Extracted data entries
==========
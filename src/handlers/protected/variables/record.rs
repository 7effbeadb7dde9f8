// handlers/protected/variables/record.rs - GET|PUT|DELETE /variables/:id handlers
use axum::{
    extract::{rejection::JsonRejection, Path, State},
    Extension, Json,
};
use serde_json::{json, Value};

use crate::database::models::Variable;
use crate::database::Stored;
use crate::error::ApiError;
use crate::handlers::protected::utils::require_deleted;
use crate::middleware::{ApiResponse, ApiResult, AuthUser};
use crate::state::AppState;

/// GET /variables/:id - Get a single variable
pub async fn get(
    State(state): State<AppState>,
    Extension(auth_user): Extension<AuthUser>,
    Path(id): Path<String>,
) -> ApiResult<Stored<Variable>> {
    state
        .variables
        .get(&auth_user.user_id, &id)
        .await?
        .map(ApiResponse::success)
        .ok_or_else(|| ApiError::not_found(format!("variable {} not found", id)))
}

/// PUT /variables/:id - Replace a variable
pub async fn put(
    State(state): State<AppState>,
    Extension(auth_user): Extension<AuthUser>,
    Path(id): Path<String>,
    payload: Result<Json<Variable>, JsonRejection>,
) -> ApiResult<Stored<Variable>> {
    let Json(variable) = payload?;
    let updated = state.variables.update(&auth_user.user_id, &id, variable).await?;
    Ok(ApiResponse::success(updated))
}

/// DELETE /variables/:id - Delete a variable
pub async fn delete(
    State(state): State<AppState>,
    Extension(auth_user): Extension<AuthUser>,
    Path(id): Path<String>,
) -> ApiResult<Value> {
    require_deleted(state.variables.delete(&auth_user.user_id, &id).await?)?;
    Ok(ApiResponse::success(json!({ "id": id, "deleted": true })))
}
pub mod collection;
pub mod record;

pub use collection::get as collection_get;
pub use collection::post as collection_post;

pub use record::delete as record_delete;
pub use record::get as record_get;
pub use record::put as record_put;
==========
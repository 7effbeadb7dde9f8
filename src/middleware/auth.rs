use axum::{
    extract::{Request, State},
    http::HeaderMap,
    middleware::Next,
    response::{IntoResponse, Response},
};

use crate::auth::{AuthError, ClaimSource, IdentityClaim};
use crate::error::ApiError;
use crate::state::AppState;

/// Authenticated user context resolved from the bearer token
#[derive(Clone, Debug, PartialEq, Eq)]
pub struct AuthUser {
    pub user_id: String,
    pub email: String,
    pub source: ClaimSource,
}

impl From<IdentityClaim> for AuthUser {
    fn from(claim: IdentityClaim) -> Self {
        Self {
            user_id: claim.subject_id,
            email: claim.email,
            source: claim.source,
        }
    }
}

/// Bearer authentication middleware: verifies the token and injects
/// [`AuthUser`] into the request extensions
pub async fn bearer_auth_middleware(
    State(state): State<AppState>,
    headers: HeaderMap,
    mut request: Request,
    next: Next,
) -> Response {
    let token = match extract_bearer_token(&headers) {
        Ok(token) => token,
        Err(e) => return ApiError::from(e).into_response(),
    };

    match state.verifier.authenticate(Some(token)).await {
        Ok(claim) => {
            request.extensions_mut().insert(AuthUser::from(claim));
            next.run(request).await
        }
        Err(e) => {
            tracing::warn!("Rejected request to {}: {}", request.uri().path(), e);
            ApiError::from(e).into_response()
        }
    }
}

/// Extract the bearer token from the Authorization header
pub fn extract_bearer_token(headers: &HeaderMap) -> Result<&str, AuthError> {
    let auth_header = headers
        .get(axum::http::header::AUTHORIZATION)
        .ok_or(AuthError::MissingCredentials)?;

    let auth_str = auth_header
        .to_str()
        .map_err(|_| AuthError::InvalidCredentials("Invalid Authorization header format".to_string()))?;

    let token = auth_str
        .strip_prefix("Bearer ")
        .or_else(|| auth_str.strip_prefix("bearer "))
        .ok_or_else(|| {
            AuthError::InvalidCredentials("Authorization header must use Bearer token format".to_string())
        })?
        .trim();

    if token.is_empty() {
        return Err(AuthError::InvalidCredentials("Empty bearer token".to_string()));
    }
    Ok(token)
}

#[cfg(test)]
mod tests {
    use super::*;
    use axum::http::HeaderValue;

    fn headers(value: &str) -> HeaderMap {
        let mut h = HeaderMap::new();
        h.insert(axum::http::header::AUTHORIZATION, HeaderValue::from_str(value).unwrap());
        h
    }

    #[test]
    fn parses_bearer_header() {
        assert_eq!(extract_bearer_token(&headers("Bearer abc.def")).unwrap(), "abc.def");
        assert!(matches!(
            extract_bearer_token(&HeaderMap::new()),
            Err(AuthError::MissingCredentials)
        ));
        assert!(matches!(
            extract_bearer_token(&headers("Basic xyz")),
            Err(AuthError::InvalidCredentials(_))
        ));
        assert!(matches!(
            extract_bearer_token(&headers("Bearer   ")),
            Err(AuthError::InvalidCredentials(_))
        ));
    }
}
==========
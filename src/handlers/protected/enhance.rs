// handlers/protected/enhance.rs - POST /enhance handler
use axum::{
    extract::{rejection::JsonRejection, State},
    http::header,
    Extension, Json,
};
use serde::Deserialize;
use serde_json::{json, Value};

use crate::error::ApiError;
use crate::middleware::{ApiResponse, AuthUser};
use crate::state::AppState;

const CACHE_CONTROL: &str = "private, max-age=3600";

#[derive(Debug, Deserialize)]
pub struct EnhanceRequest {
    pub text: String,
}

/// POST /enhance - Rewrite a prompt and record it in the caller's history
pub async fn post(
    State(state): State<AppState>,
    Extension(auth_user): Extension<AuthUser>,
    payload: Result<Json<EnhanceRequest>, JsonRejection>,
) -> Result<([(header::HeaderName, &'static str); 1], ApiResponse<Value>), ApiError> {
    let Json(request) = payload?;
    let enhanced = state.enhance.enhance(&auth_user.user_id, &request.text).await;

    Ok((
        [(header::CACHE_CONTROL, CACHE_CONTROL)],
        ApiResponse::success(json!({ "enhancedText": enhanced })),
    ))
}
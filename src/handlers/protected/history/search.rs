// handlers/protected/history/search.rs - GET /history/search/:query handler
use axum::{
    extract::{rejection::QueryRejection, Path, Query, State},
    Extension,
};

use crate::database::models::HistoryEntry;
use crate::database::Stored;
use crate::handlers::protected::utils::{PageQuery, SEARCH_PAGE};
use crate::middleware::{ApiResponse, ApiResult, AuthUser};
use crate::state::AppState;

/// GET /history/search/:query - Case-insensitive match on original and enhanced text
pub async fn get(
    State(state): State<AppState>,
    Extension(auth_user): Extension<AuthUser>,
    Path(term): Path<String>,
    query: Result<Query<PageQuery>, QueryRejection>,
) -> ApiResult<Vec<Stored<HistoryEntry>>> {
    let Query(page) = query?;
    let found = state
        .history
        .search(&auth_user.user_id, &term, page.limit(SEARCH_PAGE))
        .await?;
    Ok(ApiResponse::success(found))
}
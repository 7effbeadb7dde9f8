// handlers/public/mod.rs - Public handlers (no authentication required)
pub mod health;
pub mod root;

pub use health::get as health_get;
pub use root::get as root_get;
==========
- ACTIVITY
Run a filter over the data above and keep each line that contains the word "http".

- ANSWER BOX
    http::HeaderMap,
        .get(axum::http::header::AUTHORIZATION)
    use axum::http::HeaderValue;
        h.insert(axum::http::header::AUTHORIZATION, HeaderValue::from_str(value).unwrap());
    http::header,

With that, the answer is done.